» **WORK TO BE COMPLETED**:
Search the data for "password" and copy every matching line.

'''

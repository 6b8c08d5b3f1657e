//! HandSwitch: ESP-IDF std bridge
//!
//! Receives hand landmark frames from a detector host over the serial
//! console and BLE, runs them through the gesture engine, and publishes
//! dispatched command codes to an MQTT broker. A single pipeline thread owns
//! the engine; transports only parse frames and queue them.

mod mqtt;

use std::io::Read;
use std::sync::atomic::{AtomicU32, Ordering};
use std::sync::mpsc::{self, SyncSender};
use std::sync::Mutex;
use std::thread;
use std::time::{Duration, Instant};

use handswitch::{comm, defaults, protocol};

use comm::LineReader;
use esp_idf_svc::hal::modem::Modem;
use esp_idf_svc::hal::peripherals::Peripherals;
use esp_idf_svc::wifi::{AuthMethod, BlockingWifi, ClientConfiguration, Configuration, EspWifi};
use esp_idf_svc::{eventloop::EspSystemEventLoop, nvs::EspDefaultNvsPartition};
use handswitch::config::{BridgeConfig, FrameConfig};
use handswitch::GestureEngine;
use mqtt::{MqttSink, MQTT_CONNECTED};
use protocol::{DeviceMessage, TimedFrame, MAX_MSG_LEN, VERSION};

use esp32_nimble::utilities::BleUuid;
use esp32_nimble::{BLEAdvertisementData, BLEDevice, NimbleProperties};

/// WiFi credentials, set at build time.
const WIFI_SSID: &str = match option_env!("WIFI_SSID") {
    Some(ssid) => ssid,
    None => "",
};
const WIFI_PASS: &str = match option_env!("WIFI_PASS") {
    Some(pass) => pass,
    None => "",
};

const STATUS_INTERVAL: Duration = Duration::from_secs(30);

// ── Shared state ─────────────────────────────────────────────────────

static FRAMES: AtomicU32 = AtomicU32::new(0);
static HANDS: AtomicU32 = AtomicU32::new(0);
static SENT: AtomicU32 = AtomicU32::new(0);
static DROPPED: AtomicU32 = AtomicU32::new(0);
static PUBLISH_FAILED: AtomicU32 = AtomicU32::new(0);

/// Boot time, captured once in main. Used for uptime.
static BOOT_INSTANT: Mutex<Option<Instant>> = Mutex::new(None);

fn uptime_secs() -> u32 {
    BOOT_INSTANT
        .lock()
        .ok()
        .and_then(|i| i.map(|boot| boot.elapsed().as_secs() as u32))
        .unwrap_or(0)
}

fn main() -> anyhow::Result<()> {
    esp_idf_svc::sys::link_patches();

    // Bind the ESP-IDF logger to the `log` facade
    esp_idf_svc::log::EspLogger::initialize_default();

    if let Ok(mut boot) = BOOT_INSTANT.lock() {
        *boot = Some(Instant::now());
    }

    let config = BridgeConfig::new();

    log::info!("HandSwitch v{} starting (std)", VERSION);
    log::info!(
        "Gesture table loaded: {} rules, primary hand {}",
        defaults::GESTURE_RULES.len(),
        config.frame.primary_hand,
    );

    // ── Peripherals ──────────────────────────────────────────────────

    let peripherals = Peripherals::take()?;
    let sys_loop = EspSystemEventLoop::take()?;
    let nvs = EspDefaultNvsPartition::take()?;

    let _wifi = connect_wifi(peripherals.modem, sys_loop, nvs)?;

    // ── MQTT ─────────────────────────────────────────────────────────

    let (sink, connection) = MqttSink::connect(&config)?;
    let client = sink.shared_client();
    let topic = config.topic;
    thread::Builder::new()
        .name("mqtt".into())
        .stack_size(6144)
        .spawn(move || {
            mqtt::connection_thread(connection, client, topic);
        })?;

    // ── Pipeline thread ──────────────────────────────────────────────

    let (frame_tx, frame_rx) = mpsc::sync_channel::<TimedFrame>(4);
    thread::Builder::new()
        .name("pipeline".into())
        .stack_size(8192)
        .spawn(move || {
            pipeline_thread(frame_rx, sink);
        })?;
    log::info!("Pipeline thread spawned");

    // ── Serial frame reader ──────────────────────────────────────────

    let serial_frame_tx = frame_tx.clone();
    let frame_config = config.frame;
    thread::Builder::new()
        .name("serial".into())
        .stack_size(12288)
        .spawn(move || {
            serial_thread(serial_frame_tx, frame_config);
        })?;
    log::info!("Serial reader spawned at {} baud", comm::SERIAL_BAUD);

    // ── BLE frame input ──────────────────────────────────────────────

    start_ble(frame_tx, config.frame)?;

    // ── Status loop ──────────────────────────────────────────────────

    loop {
        thread::sleep(STATUS_INTERVAL);
        emit(&DeviceMessage::Status {
            frames: FRAMES.load(Ordering::Relaxed),
            hands: HANDS.load(Ordering::Relaxed),
            sent: SENT.load(Ordering::Relaxed),
            mqtt: MQTT_CONNECTED.load(Ordering::Relaxed),
            uptime: uptime_secs(),
            version: VERSION,
        });
        let dropped = DROPPED.swap(0, Ordering::Relaxed);
        if dropped > 0 {
            log::warn!("{} frames dropped in the last {:?}", dropped, STATUS_INTERVAL);
        }
        let failed = PUBLISH_FAILED.load(Ordering::Relaxed);
        if failed > 0 {
            log::warn!("{} publishes failed since boot", failed);
        }
    }
}

// ── WiFi station ─────────────────────────────────────────────────────

fn connect_wifi(
    modem: Modem,
    sys_loop: EspSystemEventLoop,
    nvs: EspDefaultNvsPartition,
) -> anyhow::Result<BlockingWifi<EspWifi<'static>>> {
    let mut wifi = BlockingWifi::wrap(EspWifi::new(modem, sys_loop.clone(), Some(nvs))?, sys_loop)?;

    wifi.set_configuration(&Configuration::Client(ClientConfiguration {
        ssid: WIFI_SSID
            .try_into()
            .map_err(|_| anyhow::anyhow!("WiFi SSID too long"))?,
        password: WIFI_PASS
            .try_into()
            .map_err(|_| anyhow::anyhow!("WiFi password too long"))?,
        auth_method: if WIFI_PASS.is_empty() {
            AuthMethod::None
        } else {
            AuthMethod::WPA2Personal
        },
        ..Default::default()
    }))?;

    wifi.start()?;
    log::info!("WiFi started, connecting to '{}'", WIFI_SSID);
    wifi.connect()?;
    wifi.wait_netif_up()?;

    let ip_info = wifi.wifi().sta_netif().get_ip_info()?;
    log::info!("WiFi connected, IP {}", ip_info.ip);

    Ok(wifi)
}

// ── Pipeline thread ──────────────────────────────────────────────────

fn pipeline_thread(frame_rx: mpsc::Receiver<TimedFrame>, sink: MqttSink) {
    log::info!("Pipeline thread started");

    let mut engine = GestureEngine::new(sink);

    while let Ok(TimedFrame { ts, frame }) = frame_rx.recv() {
        if let Some(code) = engine.process(&frame).and_then(|cmd| cmd.code()) {
            emit(&DeviceMessage::Command { code, ts });
        }

        let stats = engine.stats();
        FRAMES.store(stats.frames, Ordering::Relaxed);
        HANDS.store(stats.hands, Ordering::Relaxed);
        SENT.store(stats.published, Ordering::Relaxed);
        PUBLISH_FAILED.store(engine.sink().failed(), Ordering::Relaxed);
    }

    log::warn!("Frame channel closed, pipeline stopped");
}

/// Write a console message as one NDJSON log line.
fn emit(msg: &DeviceMessage) {
    let mut buf = [0u8; MAX_MSG_LEN];
    if let Some(len) = comm::serialize_message(msg, &mut buf) {
        if let Ok(s) = std::str::from_utf8(&buf[..len]) {
            log::info!("{}", s.trim_end());
        }
    }
}

// ── Frame input ──────────────────────────────────────────────────────

fn queue_frame(line: &[u8], config: &FrameConfig, frame_tx: &SyncSender<TimedFrame>) {
    match comm::parse_frame(line, config) {
        Ok(frame) => {
            if frame_tx.try_send(frame).is_err() {
                DROPPED.fetch_add(1, Ordering::Relaxed);
            }
        }
        Err(e) => log::warn!("Ignoring frame: {}", e),
    }
}

fn serial_thread(frame_tx: SyncSender<TimedFrame>, config: FrameConfig) {
    log::info!("Serial reader started");

    // Line buffer is sized for two full hands; keep it off the stack
    let mut reader = Box::new(LineReader::new());
    let mut chunk = [0u8; 64];
    let mut stdin = std::io::stdin().lock();

    loop {
        match stdin.read(&mut chunk) {
            Ok(0) => thread::sleep(Duration::from_millis(10)),
            Ok(n) => {
                for &byte in &chunk[..n] {
                    if let Some(line) = reader.feed(byte) {
                        queue_frame(line, &config, &frame_tx);
                    }
                }
            }
            Err(_) => thread::sleep(Duration::from_millis(10)),
        }
    }
}

fn start_ble(frame_tx: SyncSender<TimedFrame>, config: FrameConfig) -> anyhow::Result<()> {
    let ble_device = BLEDevice::take();
    let server = ble_device.get_server();

    server.on_connect(|_server, desc| {
        log::info!("BLE client connected: {}", desc.address());
    });
    server.on_disconnect(|desc, _reason| {
        log::info!("BLE client disconnected: {}", desc.address());
    });

    let service_uuid = BleUuid::from_uuid128_string(comm::ble_uuids::SERVICE)
        .map_err(|_| anyhow::anyhow!("invalid service UUID"))?;
    let frame_uuid = BleUuid::from_uuid128_string(comm::ble_uuids::FRAME_CHAR)
        .map_err(|_| anyhow::anyhow!("invalid frame UUID"))?;

    let service = server.create_service(service_uuid);
    let frame_char = service.lock().create_characteristic(
        frame_uuid,
        NimbleProperties::WRITE | NimbleProperties::WRITE_NO_RSP,
    );

    // Writes arrive in MTU-sized chunks; reassemble NDJSON lines. The reader
    // lives on the heap, not on the NimBLE host task's stack.
    let mut reader = Box::new(LineReader::new());
    frame_char.lock().on_write(move |args| {
        for &byte in args.recv_data() {
            if let Some(line) = reader.feed(byte) {
                queue_frame(line, &config, &frame_tx);
            }
        }
    });

    let mut adv_data = BLEAdvertisementData::new();
    adv_data.name(comm::BLE_ADV_NAME).add_service_uuid(service_uuid);
    ble_device
        .get_advertising()
        .lock()
        .set_data(&mut adv_data)
        .map_err(|e| anyhow::anyhow!("BLE advertising data failed: {:?}", e))?;
    ble_device
        .get_advertising()
        .lock()
        .start()
        .map_err(|e| anyhow::anyhow!("BLE advertising start failed: {:?}", e))?;
    log::info!("BLE advertising as '{}'", comm::BLE_ADV_NAME);

    Ok(())
}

'''

» **PROBLEM SOLUTION**:
        password: WIFI_PASS
            .map_err(|_| anyhow::anyhow!("WiFi password too long"))?,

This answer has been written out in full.